Node Subset Input Data

For some algorithms you might want to process only a subset of the nodes in the input graph. You can accomplish this by using the DATA_NODES_SUB= option in the PROC OPTNET statement. You can use the node subset data set in conjunction with the SHORTPATH statement (see the section Shortest Path. The node subset data set is expected to contain some combination of the following variables:

  • node: the node label (this variable can be numeric or character)

  • source: whether to process this node as a source node in shortest path algorithms (this variable must be numeric)

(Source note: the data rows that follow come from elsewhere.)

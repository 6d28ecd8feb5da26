use std::sync::LazyLock;

use axum::{Json, http::StatusCode};
use bcrypt::{DEFAULT_COST, hash, verify};
use chrono::{DateTime, NaiveDate, NaiveDateTime, Utc};
use jsonwebtoken::{DecodingKey, EncodingKey, Header, Validation, decode, encode};
use regex::Regex;
use serde::{Deserialize, Serialize};

use crate::config::Config;
use crate::error::AppError;

pub fn hash_password(password: &str) -> Result<String, bcrypt::BcryptError> {
    hash(password.as_bytes(), DEFAULT_COST)
}

pub fn verify_password(password: &str, hash: &str) -> Result<bool, bcrypt::BcryptError> {
    verify(password.as_bytes(), hash)
}

#[derive(Debug, Clone, Serialize, Deserialize)]
pub struct Claims {
    pub sub: String,   // 用户ID
    pub email: String, // 用户邮箱
    pub exp: i64,      // 过期时间
    pub iat: i64,      // 签发时间
}

impl Claims {
    pub fn user_id(&self) -> Option<i32> {
        self.sub.parse().ok()
    }
}

pub fn generate_token(
    user_id: i32,
    email: &str,
    config: &Config,
) -> Result<String, jsonwebtoken::errors::Error> {
    let now = Utc::now().timestamp();
    let claims = Claims {
        sub: user_id.to_string(),
        email: email.to_string(),
        exp: now + config.jwt_expiration().as_secs() as i64,
        iat: now,
    };

    encode(
        &Header::default(),
        &claims,
        &EncodingKey::from_secret(config.jwt_secret.as_bytes()),
    )
}

pub fn verify_token(token: &str, config: &Config) -> Result<Claims, jsonwebtoken::errors::Error> {
    let token_data = decode::<Claims>(
        token,
        &DecodingKey::from_secret(config.jwt_secret.as_bytes()),
        &Validation::default(),
    )?;

    Ok(token_data.claims)
}

/// 通用的API响应结构
#[derive(Debug, Serialize, Deserialize)]
pub struct ApiResponse<T> {
    /// 错误码，0表示成功，非0表示失败
    pub code: i32,
    /// 错误消息，成功时为"success"
    pub msg: String,
    /// 响应数据，错误时为None
    #[serde(skip_serializing_if = "Option::is_none")]
    pub resp_data: Option<T>,
}

pub type ApiResult<T> = Result<(StatusCode, Json<ApiResponse<T>>), AppError>;

/// 只带提示信息的响应数据
#[derive(Debug, Serialize, Deserialize)]
pub struct MessageResponse {
    pub message: String,
}

impl MessageResponse {
    pub fn new(message: impl Into<String>) -> Self {
        Self {
            message: message.into(),
        }
    }
}

pub fn success_to_api_response<T: Serialize>(data: T) -> Json<ApiResponse<T>> {
    Json(ApiResponse {
        code: error_codes::SUCCESS,
        msg: "success".into(),
        resp_data: Some(data),
    })
}

pub fn error_to_api_response<T>(code: i32, msg: String) -> Json<ApiResponse<T>> {
    Json(ApiResponse {
        code,
        msg,
        resp_data: None,
    })
}

pub mod error_codes {
    pub const SUCCESS: i32 = 0;
    pub const VALIDATION_ERROR: i32 = 1000;
    pub const ALREADY_EXISTS: i32 = 1001;
    pub const AUTH_FAILED: i32 = 1002;
    pub const PERMISSION_DENIED: i32 = 1003;
    pub const NOT_FOUND: i32 = 1004;
    pub const INTERNAL_ERROR: i32 = 5000;
}

/// 解析路径中的数字ID，`what` 用于错误提示，例如 "event"
pub fn parse_id(raw: &str, what: &str) -> Result<i32, AppError> {
    match raw.trim().parse::<i32>() {
        Ok(id) if id > 0 => Ok(id),
        _ => Err(AppError::BadRequest(format!("Invalid {} ID format", what))),
    }
}

/// 活动日期支持 RFC 3339、不带时区的本地时间（按UTC处理）以及纯日期
pub fn parse_event_date(raw: &str) -> Option<DateTime<Utc>> {
    let raw = raw.trim();
    if let Ok(date) = DateTime::parse_from_rfc3339(raw) {
        return Some(date.with_timezone(&Utc));
    }

    for format in ["%Y-%m-%dT%H:%M:%S%.f", "%Y-%m-%dT%H:%M:%S", "%Y-%m-%dT%H:%M"] {
        if let Ok(naive) = NaiveDateTime::parse_from_str(raw, format) {
            return Some(naive.and_utc());
        }
    }

    NaiveDate::parse_from_str(raw, "%Y-%m-%d")
        .ok()
        .and_then(|date| date.and_hms_opt(0, 0, 0))
        .map(|naive| naive.and_utc())
}

static EMAIL_REGEX: LazyLock<Regex> = LazyLock::new(|| {
    Regex::new(r"^[^\s@]+@[^\s@]+\.[^\s@]+$").expect("valid email regex")
});

/// 与前端一致的邮箱校验：`local@domain.tld`，不允许空白字符
pub fn is_valid_email(email: &str) -> bool {
    EMAIL_REGEX.is_match(email)
}

/// 去掉首尾空白后为空的字段视为缺失
pub fn non_blank(value: Option<String>) -> Option<String> {
    value
        .map(|v| v.trim().to_string())
        .filter(|v| !v.is_empty())
}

  • sink: whether to process this node as a sink node in shortest path algorithms (this variable must be numeric)

The values in the node subset data set determine how to process nodes when the SHORTPATH statement is processed. A value of 0 for the source variable designates that the node is not to be processed as a source; a value of 1 designates that the node is to be processed as a source. The same values can be used for the sink variable to designate whether the node is to be processed as a sink. The missing indicator (.) can also be used in place of 0 to designate that a node is not to be processed.

A representative example of a node subset data set that might be used with the graph in Figure 2.5 is as follows:

data NodeSubSetIn;
   input node $ source sink;
   datalines;
A 1 .
F . 1
E 1 .
;

The data set NodeSubSetIn indicates that you want to process the shortest paths from nodes A and E and the shortest paths to node F.